The lines below that include the word "reference" are to be reported.

++++

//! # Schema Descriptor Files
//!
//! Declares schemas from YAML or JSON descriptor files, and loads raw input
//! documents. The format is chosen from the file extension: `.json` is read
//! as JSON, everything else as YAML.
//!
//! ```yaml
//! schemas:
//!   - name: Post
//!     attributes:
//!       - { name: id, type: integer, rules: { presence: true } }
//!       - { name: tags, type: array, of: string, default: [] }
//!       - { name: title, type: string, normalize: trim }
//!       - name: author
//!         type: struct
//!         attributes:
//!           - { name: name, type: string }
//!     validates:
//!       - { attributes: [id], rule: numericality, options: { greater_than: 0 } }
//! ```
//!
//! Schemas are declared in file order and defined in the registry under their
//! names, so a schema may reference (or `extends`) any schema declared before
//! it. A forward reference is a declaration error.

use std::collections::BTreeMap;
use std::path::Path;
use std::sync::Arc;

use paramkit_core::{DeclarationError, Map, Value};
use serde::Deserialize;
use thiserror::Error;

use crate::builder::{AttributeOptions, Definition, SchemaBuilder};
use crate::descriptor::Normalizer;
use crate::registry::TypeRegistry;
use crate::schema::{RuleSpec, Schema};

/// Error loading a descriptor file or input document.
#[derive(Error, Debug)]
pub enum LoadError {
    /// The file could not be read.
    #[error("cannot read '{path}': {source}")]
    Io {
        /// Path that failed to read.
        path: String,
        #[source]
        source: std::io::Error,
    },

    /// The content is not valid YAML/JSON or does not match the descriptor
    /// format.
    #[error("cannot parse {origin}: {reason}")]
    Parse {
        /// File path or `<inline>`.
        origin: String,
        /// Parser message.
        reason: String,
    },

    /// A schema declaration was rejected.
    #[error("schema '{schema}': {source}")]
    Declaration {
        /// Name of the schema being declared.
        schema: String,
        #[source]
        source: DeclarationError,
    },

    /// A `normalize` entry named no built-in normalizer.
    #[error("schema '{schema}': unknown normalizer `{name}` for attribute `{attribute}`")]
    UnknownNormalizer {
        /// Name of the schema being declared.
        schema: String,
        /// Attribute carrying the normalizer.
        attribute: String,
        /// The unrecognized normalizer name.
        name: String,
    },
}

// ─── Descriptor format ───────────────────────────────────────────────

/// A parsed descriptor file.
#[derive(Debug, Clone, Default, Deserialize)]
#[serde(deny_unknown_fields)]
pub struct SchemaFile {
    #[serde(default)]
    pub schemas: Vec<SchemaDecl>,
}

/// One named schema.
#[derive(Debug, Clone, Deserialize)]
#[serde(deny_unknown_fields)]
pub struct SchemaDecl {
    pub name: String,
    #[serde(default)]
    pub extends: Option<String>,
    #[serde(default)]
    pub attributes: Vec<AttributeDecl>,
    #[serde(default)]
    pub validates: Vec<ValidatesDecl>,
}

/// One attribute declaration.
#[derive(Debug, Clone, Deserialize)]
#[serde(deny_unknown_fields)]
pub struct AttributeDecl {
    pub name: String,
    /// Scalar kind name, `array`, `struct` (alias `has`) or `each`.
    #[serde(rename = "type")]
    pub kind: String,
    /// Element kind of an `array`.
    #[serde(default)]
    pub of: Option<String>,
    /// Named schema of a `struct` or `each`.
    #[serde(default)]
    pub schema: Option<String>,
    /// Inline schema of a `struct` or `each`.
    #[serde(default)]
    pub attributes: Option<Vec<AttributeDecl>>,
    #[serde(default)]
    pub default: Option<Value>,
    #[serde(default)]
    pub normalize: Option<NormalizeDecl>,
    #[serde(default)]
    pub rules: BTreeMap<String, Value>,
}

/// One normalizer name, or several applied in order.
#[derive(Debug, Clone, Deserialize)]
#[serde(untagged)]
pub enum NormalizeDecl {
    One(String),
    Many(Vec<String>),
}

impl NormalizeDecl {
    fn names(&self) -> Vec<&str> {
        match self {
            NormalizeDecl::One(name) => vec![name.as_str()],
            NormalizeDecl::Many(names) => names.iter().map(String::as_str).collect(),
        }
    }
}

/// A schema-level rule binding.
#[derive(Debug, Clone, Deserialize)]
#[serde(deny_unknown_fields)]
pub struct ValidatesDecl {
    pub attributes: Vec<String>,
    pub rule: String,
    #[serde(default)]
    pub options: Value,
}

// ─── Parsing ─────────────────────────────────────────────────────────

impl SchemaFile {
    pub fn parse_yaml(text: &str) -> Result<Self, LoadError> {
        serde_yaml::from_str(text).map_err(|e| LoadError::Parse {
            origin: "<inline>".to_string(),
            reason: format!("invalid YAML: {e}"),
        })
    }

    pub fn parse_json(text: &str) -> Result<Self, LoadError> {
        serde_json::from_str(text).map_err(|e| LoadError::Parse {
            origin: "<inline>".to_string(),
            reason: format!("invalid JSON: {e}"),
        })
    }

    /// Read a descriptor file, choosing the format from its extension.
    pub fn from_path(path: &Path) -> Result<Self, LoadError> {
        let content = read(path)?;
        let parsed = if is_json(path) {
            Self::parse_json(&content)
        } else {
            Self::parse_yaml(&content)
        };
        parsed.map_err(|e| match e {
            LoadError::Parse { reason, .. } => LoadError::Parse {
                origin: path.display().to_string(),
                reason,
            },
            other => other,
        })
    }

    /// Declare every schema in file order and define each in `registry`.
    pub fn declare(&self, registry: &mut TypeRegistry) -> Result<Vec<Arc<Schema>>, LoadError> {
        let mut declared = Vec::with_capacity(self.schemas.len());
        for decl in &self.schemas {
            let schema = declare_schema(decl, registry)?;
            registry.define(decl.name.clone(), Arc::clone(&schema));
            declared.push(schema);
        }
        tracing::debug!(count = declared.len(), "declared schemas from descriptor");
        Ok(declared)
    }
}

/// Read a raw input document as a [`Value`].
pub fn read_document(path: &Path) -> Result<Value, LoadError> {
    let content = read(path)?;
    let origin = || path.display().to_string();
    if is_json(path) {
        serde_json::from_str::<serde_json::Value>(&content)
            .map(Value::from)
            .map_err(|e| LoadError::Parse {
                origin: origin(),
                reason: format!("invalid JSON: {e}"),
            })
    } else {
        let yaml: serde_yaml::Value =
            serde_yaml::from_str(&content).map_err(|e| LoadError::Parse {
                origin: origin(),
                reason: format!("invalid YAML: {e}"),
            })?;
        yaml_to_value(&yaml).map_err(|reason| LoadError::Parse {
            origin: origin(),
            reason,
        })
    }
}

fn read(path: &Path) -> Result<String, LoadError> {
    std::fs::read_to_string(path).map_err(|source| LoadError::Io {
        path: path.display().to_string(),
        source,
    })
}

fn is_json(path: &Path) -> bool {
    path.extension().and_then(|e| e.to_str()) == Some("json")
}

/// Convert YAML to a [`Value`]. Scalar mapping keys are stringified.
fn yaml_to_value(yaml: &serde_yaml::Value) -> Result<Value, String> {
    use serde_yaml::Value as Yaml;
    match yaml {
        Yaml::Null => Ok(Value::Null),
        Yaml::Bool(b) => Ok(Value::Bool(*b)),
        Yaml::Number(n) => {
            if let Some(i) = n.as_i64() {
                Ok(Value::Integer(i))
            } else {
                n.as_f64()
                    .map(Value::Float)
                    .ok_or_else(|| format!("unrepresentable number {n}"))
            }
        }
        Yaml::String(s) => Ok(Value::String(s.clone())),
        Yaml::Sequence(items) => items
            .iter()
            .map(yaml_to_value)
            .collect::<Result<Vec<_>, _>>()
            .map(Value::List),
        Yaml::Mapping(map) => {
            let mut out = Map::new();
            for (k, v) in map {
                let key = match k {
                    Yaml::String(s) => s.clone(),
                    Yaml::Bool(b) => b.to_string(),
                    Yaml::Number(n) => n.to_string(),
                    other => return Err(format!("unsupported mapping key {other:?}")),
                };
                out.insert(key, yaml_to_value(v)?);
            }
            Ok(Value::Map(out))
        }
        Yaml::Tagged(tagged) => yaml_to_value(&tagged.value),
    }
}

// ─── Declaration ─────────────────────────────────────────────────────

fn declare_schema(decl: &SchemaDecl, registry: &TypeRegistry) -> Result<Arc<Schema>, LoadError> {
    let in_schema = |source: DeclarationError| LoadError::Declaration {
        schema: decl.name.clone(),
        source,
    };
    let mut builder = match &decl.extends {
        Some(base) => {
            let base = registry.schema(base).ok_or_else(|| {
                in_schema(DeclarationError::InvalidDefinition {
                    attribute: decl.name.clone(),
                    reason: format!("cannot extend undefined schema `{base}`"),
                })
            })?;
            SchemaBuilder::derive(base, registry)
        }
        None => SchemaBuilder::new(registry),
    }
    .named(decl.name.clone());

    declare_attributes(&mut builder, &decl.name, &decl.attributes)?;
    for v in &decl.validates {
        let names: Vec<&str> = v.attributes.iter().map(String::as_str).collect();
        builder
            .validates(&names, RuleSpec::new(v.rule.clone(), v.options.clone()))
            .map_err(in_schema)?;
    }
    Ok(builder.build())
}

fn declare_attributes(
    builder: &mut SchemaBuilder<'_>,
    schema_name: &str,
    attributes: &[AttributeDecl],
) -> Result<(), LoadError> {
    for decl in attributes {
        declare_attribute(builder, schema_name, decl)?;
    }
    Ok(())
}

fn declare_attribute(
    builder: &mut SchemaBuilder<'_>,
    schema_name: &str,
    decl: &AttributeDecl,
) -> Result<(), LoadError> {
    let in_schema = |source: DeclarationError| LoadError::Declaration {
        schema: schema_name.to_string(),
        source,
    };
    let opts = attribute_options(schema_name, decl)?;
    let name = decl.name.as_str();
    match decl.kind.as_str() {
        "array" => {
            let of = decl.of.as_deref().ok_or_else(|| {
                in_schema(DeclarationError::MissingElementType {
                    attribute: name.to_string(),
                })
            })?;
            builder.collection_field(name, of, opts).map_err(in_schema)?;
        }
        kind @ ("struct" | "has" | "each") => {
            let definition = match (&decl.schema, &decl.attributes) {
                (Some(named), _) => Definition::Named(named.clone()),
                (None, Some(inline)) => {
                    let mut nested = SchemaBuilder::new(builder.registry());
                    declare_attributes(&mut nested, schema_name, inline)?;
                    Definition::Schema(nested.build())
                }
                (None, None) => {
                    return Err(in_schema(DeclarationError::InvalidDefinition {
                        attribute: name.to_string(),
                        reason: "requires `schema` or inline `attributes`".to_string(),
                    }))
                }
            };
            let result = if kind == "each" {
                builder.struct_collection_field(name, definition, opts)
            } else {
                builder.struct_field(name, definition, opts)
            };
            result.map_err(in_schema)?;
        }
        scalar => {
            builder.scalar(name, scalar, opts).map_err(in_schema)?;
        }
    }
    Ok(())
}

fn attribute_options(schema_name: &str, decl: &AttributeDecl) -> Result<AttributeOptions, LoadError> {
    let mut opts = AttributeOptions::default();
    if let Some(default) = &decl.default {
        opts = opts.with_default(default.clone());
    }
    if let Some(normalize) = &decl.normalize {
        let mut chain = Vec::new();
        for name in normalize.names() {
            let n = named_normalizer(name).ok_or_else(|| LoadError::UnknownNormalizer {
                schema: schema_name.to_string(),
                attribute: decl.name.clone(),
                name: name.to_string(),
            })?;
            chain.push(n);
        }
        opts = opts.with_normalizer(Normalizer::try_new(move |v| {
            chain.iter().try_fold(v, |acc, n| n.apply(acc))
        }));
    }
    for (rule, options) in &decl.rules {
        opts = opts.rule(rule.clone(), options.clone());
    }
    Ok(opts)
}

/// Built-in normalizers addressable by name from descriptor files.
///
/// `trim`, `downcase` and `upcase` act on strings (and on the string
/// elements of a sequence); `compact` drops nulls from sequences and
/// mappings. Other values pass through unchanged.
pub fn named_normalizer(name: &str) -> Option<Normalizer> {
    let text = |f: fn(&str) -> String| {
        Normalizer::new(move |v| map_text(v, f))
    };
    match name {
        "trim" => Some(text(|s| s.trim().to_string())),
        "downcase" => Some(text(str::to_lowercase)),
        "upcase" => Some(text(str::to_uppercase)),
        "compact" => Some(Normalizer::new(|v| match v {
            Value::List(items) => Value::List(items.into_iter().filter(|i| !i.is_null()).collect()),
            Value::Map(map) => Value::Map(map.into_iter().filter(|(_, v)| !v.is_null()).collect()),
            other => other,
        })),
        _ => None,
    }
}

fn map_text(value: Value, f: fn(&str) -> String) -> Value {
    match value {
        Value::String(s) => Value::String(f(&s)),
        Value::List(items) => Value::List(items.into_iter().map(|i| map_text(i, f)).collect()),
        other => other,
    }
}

++++

● **Response**
//! names, so a schema may reference (or `extends`) any schema declared before
//! it. A forward reference is a declaration error.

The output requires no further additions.